Daydreaming about burning your workplace to the ground? Pick up this satirical, cathartic corporate novel instead.

Good to know

  • Illustrated icon, International

    International

  • Illustrated icon, Snarky

    Snarky

  • Illustrated icon, Drugs_and_Alcohol

    Drug & alcohol use

  • Illustrated icon, Under200

    Under 200 pages

Synopsis

On the surface, Marisa’s life looks enviable. She lives in a beautiful apartment in the center of Madrid, she has a hot neighbor who is always around to sleep with her, and she’s rapidly risen through the ranks at an advertising agency. And yet she’s drowning in a dark hole of existential dread induced by the expectations of corporate life. Marisa hates her job and everyone at it. She spends her working hours locked in her office hiding from her coworkers, bingeing YouTube videos, and taking Valium. When she has the time, she escapes to her favorite museum where she contemplates the meaning of human life while staring at Hieronymus Bosch paintings, or trying to get hit by a car so she can go on disability.

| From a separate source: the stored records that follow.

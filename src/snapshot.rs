// Copyright 2025-present Harīṣh Tummalachērla
// SPDX-License-Identifier: Apache-2.0

//! Plain-data snapshots of a built index.
//!
//! A snapshot is everything needed to answer queries without re-sorting or
//! rebuilding the tree. The JSON field names are the interchange format:
//!
//! ```json
//! {
//!   "string": "\u0001sally\u0001sells\u0001",
//!   "array": [0, 6],
//!   "SEPARATOR": "\u0001",
//!   "tree": { "n": 2, "data": [0, 0, 0, 1] },
//!   "wordRankings": [2.0, 5.0],
//!   "wordIds": ["a", "b"]
//! }
//! ```
//!
//! `tree` and `wordRankings` appear together or not at all. `wordIds` is
//! present only for indexes built with identifiers. Absent fields are omitted
//! on output and read as absent on input. On input `tree` may also be a
//! string holding the same `{ "n", "data" }` object as JSON text.
//!
//! [`Snapshot`] owns its data and is what decoding produces. [`SnapshotRef`]
//! borrows from a live index so encoding never clones the buffer.

use serde::{Deserialize, Deserializer, Serialize, Serializer};

use crate::config::CompletionsConfig;
use crate::index::CompletionIndex;

// ============================================================================
// OWNED SNAPSHOT
// ============================================================================

/// Serialized rank tree: leaf count and the `2n` slot array (slot 0 unused).
#[derive(Debug, Clone, PartialEq, Eq, Serialize, Deserialize)]
pub struct TreeSnapshot {
    pub n: usize,
    pub data: Vec<usize>,
}

/// Owned snapshot of a [`CompletionIndex`].
///
/// Nothing here is validated until it is handed to
/// [`CompletionIndex::from_snapshot`].
#[derive(Debug, Clone, PartialEq, Serialize, Deserialize)]
pub struct Snapshot<I = ()> {
    #[serde(rename = "string")]
    pub buffer: String,
    #[serde(rename = "array")]
    pub word_starts: Vec<usize>,
    #[serde(rename = "SEPARATOR")]
    pub separator: String,
    #[serde(
        default,
        deserialize_with = "deserialize_tree",
        skip_serializing_if = "Option::is_none"
    )]
    pub tree: Option<TreeSnapshot>,
    #[serde(rename = "wordRankings", skip_serializing_if = "Option::is_none")]
    pub ranks: Option<Vec<f64>>,
    #[serde(rename = "wordIds", skip_serializing_if = "Option::is_none")]
    pub ids: Option<Vec<I>>,
}

/// `tree` as written: a nested object, or the same object encoded as a string.
#[derive(Deserialize)]
#[serde(untagged)]
enum TreeField {
    Nested(TreeSnapshot),
    Encoded(String),
}

fn deserialize_tree<'de, D: Deserializer<'de>>(
    deserializer: D,
) -> Result<Option<TreeSnapshot>, D::Error> {
    match Option::<TreeField>::deserialize(deserializer)? {
        None => Ok(None),
        Some(TreeField::Nested(tree)) => Ok(Some(tree)),
        Some(TreeField::Encoded(json)) => serde_json::from_str(&json)
            .map(Some)
            .map_err(serde::de::Error::custom),
    }
}

// ============================================================================
// BORROWED SNAPSHOT
// ============================================================================

/// Borrowed rank tree view.
#[derive(Debug, Clone, Copy, PartialEq, Eq, Serialize)]
pub struct TreeRef<'a> {
    pub n: usize,
    pub data: &'a [usize],
}

/// Borrowed snapshot of a live index. Serializes to the same JSON as
/// [`Snapshot`].
#[derive(Debug, Serialize)]
pub struct SnapshotRef<'a, I> {
    #[serde(rename = "string")]
    pub buffer: &'a str,
    #[serde(rename = "array")]
    pub word_starts: &'a [usize],
    #[serde(rename = "SEPARATOR", serialize_with = "serialize_char_as_str")]
    pub separator: char,
    #[serde(skip_serializing_if = "Option::is_none")]
    pub tree: Option<TreeRef<'a>>,
    #[serde(rename = "wordRankings", skip_serializing_if = "Option::is_none")]
    pub ranks: Option<&'a [f64]>,
    #[serde(rename = "wordIds", skip_serializing_if = "Option::is_none")]
    pub ids: Option<&'a [I]>,
}

impl<I> Clone for SnapshotRef<'_, I> {
    fn clone(&self) -> Self {
        *self
    }
}

impl<I> Copy for SnapshotRef<'_, I> {}

fn serialize_char_as_str<S: Serializer>(c: &char, serializer: S) -> Result<S::Ok, S::Error> {
    let mut buf = [0u8; 4];
    serializer.serialize_str(c.encode_utf8(&mut buf))
}

impl<I: Clone> SnapshotRef<'_, I> {
    /// Copy the borrowed data into an owned [`Snapshot`].
    pub fn to_snapshot(&self) -> Snapshot<I> {
        Snapshot {
            buffer: self.buffer.to_owned(),
            word_starts: self.word_starts.to_vec(),
            separator: self.separator.to_string(),
            tree: self.tree.map(|t| TreeSnapshot {
                n: t.n,
                data: t.data.to_vec(),
            }),
            ranks: self.ranks.map(<[f64]>::to_vec),
            ids: self.ids.map(<[I]>::to_vec),
        }
    }
}

// ============================================================================
// SERDE FOR THE INDEX
// ============================================================================

impl<I: Serialize> Serialize for CompletionIndex<I> {
    fn serialize<S: Serializer>(&self, serializer: S) -> Result<S::Ok, S::Error> {
        self.as_snapshot().serialize(serializer)
    }
}

/// Restores through [`CompletionIndex::from_snapshot`] with the default
/// configuration, so a deserialized index is validated like any other.
impl<'de, I: Deserialize<'de>> Deserialize<'de> for CompletionIndex<I> {
    fn deserialize<D: Deserializer<'de>>(deserializer: D) -> Result<Self, D::Error> {
        let snapshot = Snapshot::<I>::deserialize(deserializer)?;
        CompletionIndex::from_snapshot(snapshot, &CompletionsConfig::default())
            .map_err(serde::de::Error::custom)
    }
}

But Marisa’s success, which is largely built on lies and work she’s stolen from other people, is in danger of being unraveled when she’s forced to go on her company’s annual team-building retreat. Isolated in the Spanish mountains, surrounded by a psychopathic boss, overly enthusiastic co-workers who revel in their exploitation, a flirty retreat staff, and haunted by a deeply-buried memory about a past coworker, Marisa is pushed to the brink of a complete spiral.

A darkly funny, provocative, and incisive tale of our modern times, Discontent explores the unease we bury eight hours a day, and how explosive it is when it rises to the surface.

Content warning

This books contains mentions of suicide.

Read a sample

Get an early look from the first pages of Discontent.

Discontent

I

For a brief moment back in 2016, the internet’s obsession was the physical and mental well-­being of an En­glish ­YouTuber named Marina Joyce. Joyce was girlish and princesslike, with long blond ringlets and huge blue eyes, who uploaded innocent videos where she tried on pastel-­colored clothes, opened gifts sent to her by different brands, or ate sweets she thought were exotic because they came from Asia. And because the internet’s blurring of boundaries often means you can’t discern whether you are viewing erotic content or family content (or, perhaps, both at the same time), a widely disparate community followed her—­from little girls who wanted to wear the same pink dresses to bald men in their fifties who probably masturbated to videos of her eating ice cream.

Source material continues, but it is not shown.